Sono tutti scorci di vita di un uomo affascinato dal potere delle immagini che la mente può creare, interessato a riflettere sul funzionamento della memoria, convinto che “ciò che si immagina a volte potesse essere preferibile a ciò che è reale, o che la rinuncia a volte potesse essere preferibile all’esperienza”.
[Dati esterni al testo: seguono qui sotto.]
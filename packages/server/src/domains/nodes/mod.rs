//! Node identity, consent state, and sessions.

pub mod consent;
pub mod models;
pub mod opt_out;
pub mod registration;

pub use models::{Node, Session};
pub use registration::Registration;
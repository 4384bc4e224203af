use axum::{extract::Extension, http::StatusCode, Json};
use serde::Serialize;

use crate::server::app::AppState;

#[derive(Serialize)]
pub struct HealthResponse {
    status: String,
    database: DatabaseHealth,
}

#[derive(Serialize)]
pub struct DatabaseHealth {
    status: String,
    #[serde(skip_serializing_if = "Option::is_none")]
    error: Option<String>,
}

/// Health check endpoint
///
/// Returns 200 OK if the database answers within 5 seconds, 503
/// Service Unavailable otherwise.
pub async fn health_handler(
    Extension(state): Extension<AppState>,
) -> (StatusCode, Json<HealthResponse>) {
    let db_health = match tokio::time::timeout(
        std::time::Duration::from_secs(5),
        sqlx::query("SELECT 1").execute(&state.db_pool),
    )
    .await
    {
        Ok(Ok(_)) => DatabaseHealth {
            status: "ok".to_string(),
            error: None,
        },
        Ok(Err(e)) => DatabaseHealth {
            status: "error".to_string(),
            error: Some(format!("Query failed: {}", e)),
        },
        Err(_) => DatabaseHealth {
            status: "error".to_string(),
            error: Some("Query timeout (>5s)".to_string()),
        },
    };

    let is_healthy = db_health.status == "ok";
    let status_code = if is_healthy {
        StatusCode::OK
    } else {
        StatusCode::SERVICE_UNAVAILABLE
    };

    (
        status_code,
        Json(HealthResponse {
            status: if is_healthy { "healthy" } else { "unhealthy" }.to_string(),
            database: db_health,
        }),
    )
}
//! Node and session records.
//!
//! Nodes are never physically deleted; opt-out soft-deactivates them so
//! the audit trail (consent history, submitted results) stays intact.

use chrono::{DateTime, Utc};
use sqlx::{PgExecutor, PgPool};
use uuid::Uuid;

use crate::common::error::ApiError;

/// A registered worker node
#[derive(Debug, Clone, sqlx::FromRow)]
pub struct Node {
    pub id: Uuid,
    /// Opaque identifier safe to hand back to callers
    pub public_id: Uuid,
    pub api_token: String,
    pub user_ref: Option<String>,
    pub is_active: bool,
    pub consent_provided: bool,
    pub consent_version: Option<String>,
    pub consent_hash: Option<String>,
    pub consented_at: Option<DateTime<Utc>>,
    pub consent_updated_at: Option<DateTime<Utc>>,
    pub opt_out_at: Option<DateTime<Utc>>,
    pub created_at: DateTime<Utc>,
}

impl Node {
    /// Create a new active node that has just given registration consent
    pub fn new(user_ref: Option<String>) -> Self {
        let now = Utc::now();
        Self {
            id: Uuid::new_v4(),
            public_id: Uuid::new_v4(),
            api_token: Uuid::new_v4().simple().to_string(),
            user_ref,
            is_active: true,
            consent_provided: true,
            consent_version: None,
            consent_hash: None,
            consented_at: Some(now),
            consent_updated_at: None,
            opt_out_at: None,
            created_at: now,
        }
    }

    pub async fn insert<'e>(&self, executor: impl PgExecutor<'e>) -> Result<(), ApiError> {
        sqlx::query(
            r#"
            INSERT INTO nodes (
                id, public_id, api_token, user_ref, is_active, consent_provided,
                consent_version, consent_hash, consented_at, consent_updated_at,
                opt_out_at, created_at
            )
            VALUES ($1, $2, $3, $4, $5, $6, $7, $8, $9, $10, $11, $12)
            "#,
        )
        .bind(self.id)
        .bind(self.public_id)
        .bind(&self.api_token)
        .bind(&self.user_ref)
        .bind(self.is_active)
        .bind(self.consent_provided)
        .bind(&self.consent_version)
        .bind(&self.consent_hash)
        .bind(self.consented_at)
        .bind(self.consent_updated_at)
        .bind(self.opt_out_at)
        .bind(self.created_at)
        .execute(executor)
        .await?;

        Ok(())
    }

    pub async fn find_by_api_token(token: &str, pool: &PgPool) -> Result<Option<Self>, ApiError> {
        let node = sqlx::query_as::<_, Self>(
            r#"
            SELECT id, public_id, api_token, user_ref, is_active, consent_provided,
                   consent_version, consent_hash, consented_at, consent_updated_at,
                   opt_out_at, created_at
            FROM nodes
            WHERE api_token = $1
            "#,
        )
        .bind(token)
        .fetch_optional(pool)
        .await?;

        Ok(node)
    }

    /// Resolve the node for a request credential.
    ///
    /// Missing credential and unknown credential are distinct failures
    /// (401 vs 403).
    pub async fn authenticate(token: Option<&str>, pool: &PgPool) -> Result<Self, ApiError> {
        let token = token.ok_or(ApiError::TokenMissing)?;
        Self::find_by_api_token(token, pool)
            .await?
            .ok_or(ApiError::TokenUnknown)
    }
}

/// An authenticated session owned by a node
#[derive(Debug, Clone, sqlx::FromRow)]
pub struct Session {
    pub id: Uuid,
    pub token: String,
    pub node_id: Uuid,
    pub user_agent: String,
    pub is_active: bool,
    pub created_at: DateTime<Utc>,
    pub ended_at: Option<DateTime<Utc>>,
}

impl Session {
    pub fn new(node_id: Uuid, user_agent: String) -> Self {
        Self {
            id: Uuid::new_v4(),
            token: Uuid::new_v4().simple().to_string(),
            node_id,
            user_agent,
            is_active: true,
            created_at: Utc::now(),
            ended_at: None,
        }
    }

    pub async fn insert<'e>(&self, executor: impl PgExecutor<'e>) -> Result<(), ApiError> {
        sqlx::query(
            r#"
            INSERT INTO sessions (id, token, node_id, user_agent, is_active, created_at, ended_at)
            VALUES ($1, $2, $3, $4, $5, $6, $7)
            "#,
        )
        .bind(self.id)
        .bind(&self.token)
        .bind(self.node_id)
        .bind(&self.user_agent)
        .bind(self.is_active)
        .bind(self.created_at)
        .bind(self.ended_at)
        .execute(executor)
        .await?;

        Ok(())
    }

    /// Terminate every active session owned by a node. Returns the count.
    pub async fn end_all_for_node<'e>(
        node_id: Uuid,
        executor: impl PgExecutor<'e>,
    ) -> Result<u64, ApiError> {
        let result = sqlx::query(
            r#"
            UPDATE sessions
            SET is_active = FALSE, ended_at = NOW()
            WHERE node_id = $1 AND is_active
            "#,
        )
        .bind(node_id)
        .execute(executor)
        .await?;

        Ok(result.rows_affected())
    }
}
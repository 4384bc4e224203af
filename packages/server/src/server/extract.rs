//! Request extractors.

use std::convert::Infallible;

use axum::async_trait;
use axum::extract::FromRequestParts;
use axum::http::request::Parts;

/// Header carrying the node credential.
pub const API_TOKEN_HEADER: &str = "x-api-token";

/// The node credential from the `X-API-TOKEN` header, if present.
///
/// Extraction never rejects: handlers distinguish a missing credential
/// (401) from an unknown one (403) themselves.
#[derive(Debug, Clone)]
pub struct ApiToken(pub Option<String>);

impl ApiToken {
    pub fn as_deref(&self) -> Option<&str> {
        self.0.as_deref()
    }
}

#[async_trait]
impl<S: Send + Sync> FromRequestParts<S> for ApiToken {
    type Rejection = Infallible;

    async fn from_request_parts(parts: &mut Parts, _state: &S) -> Result<Self, Self::Rejection> {
        let token = parts
            .headers
            .get(API_TOKEN_HEADER)
            .and_then(|value| value.to_str().ok())
            .filter(|value| !value.is_empty())
            .map(str::to_string);

        Ok(Self(token))
    }
}
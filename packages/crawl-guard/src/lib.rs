// Crawl safety for community compute jobs: pre-dispatch policy checks
// (domain allow-list, robots.txt) and execution-time guardrails
// (depth/page ceilings, cycle detection).

pub mod executor;
pub mod guardrails;
pub mod policy;
pub mod reason;
pub mod robots;

// Re-exports for clean API
pub use executor::{CrawlExecutor, CrawlOutcome, Fetcher, FrontierPage};
pub use guardrails::{CrawlGuardrails, CrawlJobSpec, GuardrailViolation};
pub use policy::{AllowAllRobots, DomainPolicy, ParsedRobotsPolicy, RobotsPolicy, StaticDomainPolicy};
pub use reason::ReasonCode;
pub use robots::RobotsTxt;
pub mod jobs;
pub mod nodes;
pub mod fixtures;
pub mod harness;
pub mod http;

pub use harness::TestHarness;
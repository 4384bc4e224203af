//! The job lifecycle: preflight admission, the atomic claim protocol,
//! guarded crawl execution, and verified result ingestion.

pub mod executor;
pub mod models;
pub mod preflight;
pub mod queue;
pub mod results;
pub mod scheduler;

pub use models::{Job, JobResult, JobStatus, JobSubmission, JobView};
pub use preflight::{PreflightValidator, PreflightVerdict};
pub use queue::JobQueue;
pub use results::ResultIngestor;
pub use scheduler::Scheduler;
Pensare a Marcel Proust risulta quasi naturale, ancor più quando l’australiano decide di offrire a chi lo legge la sua personale Madeleine: spinto da una frase letta, quand’era ragazzo, dietro l’immagine di un santino – bada ai tuoi occhi – l’autore comincia a prestare attenzione ai dettagli che lo circondano. È così che fa caso a una chiesa, nel quartiere dove si è trasferito, con delle piccole finestre dai vetri smerigliati. I colori di quei vetri, cangianti a seconda di come vengano colpiti dal sole, ma anche a seconda della posizione di chi li guarda, dall’interno o dall’esterno della chiesa, sono la scintilla che permette l’inizio delle riflessioni di Murnane, sulle memorie e su come queste si siano depositate nei confini della sua mente.
Ne scaturisce un monologo estremamente personale, fatto più di impressioni che di ricordi. Una sorta di testamento letterario che non guarda dritto davanti a sé, ma preferisce dedicare l’attenzione a quello che si riesce a intravedere con la coda dell’occhio.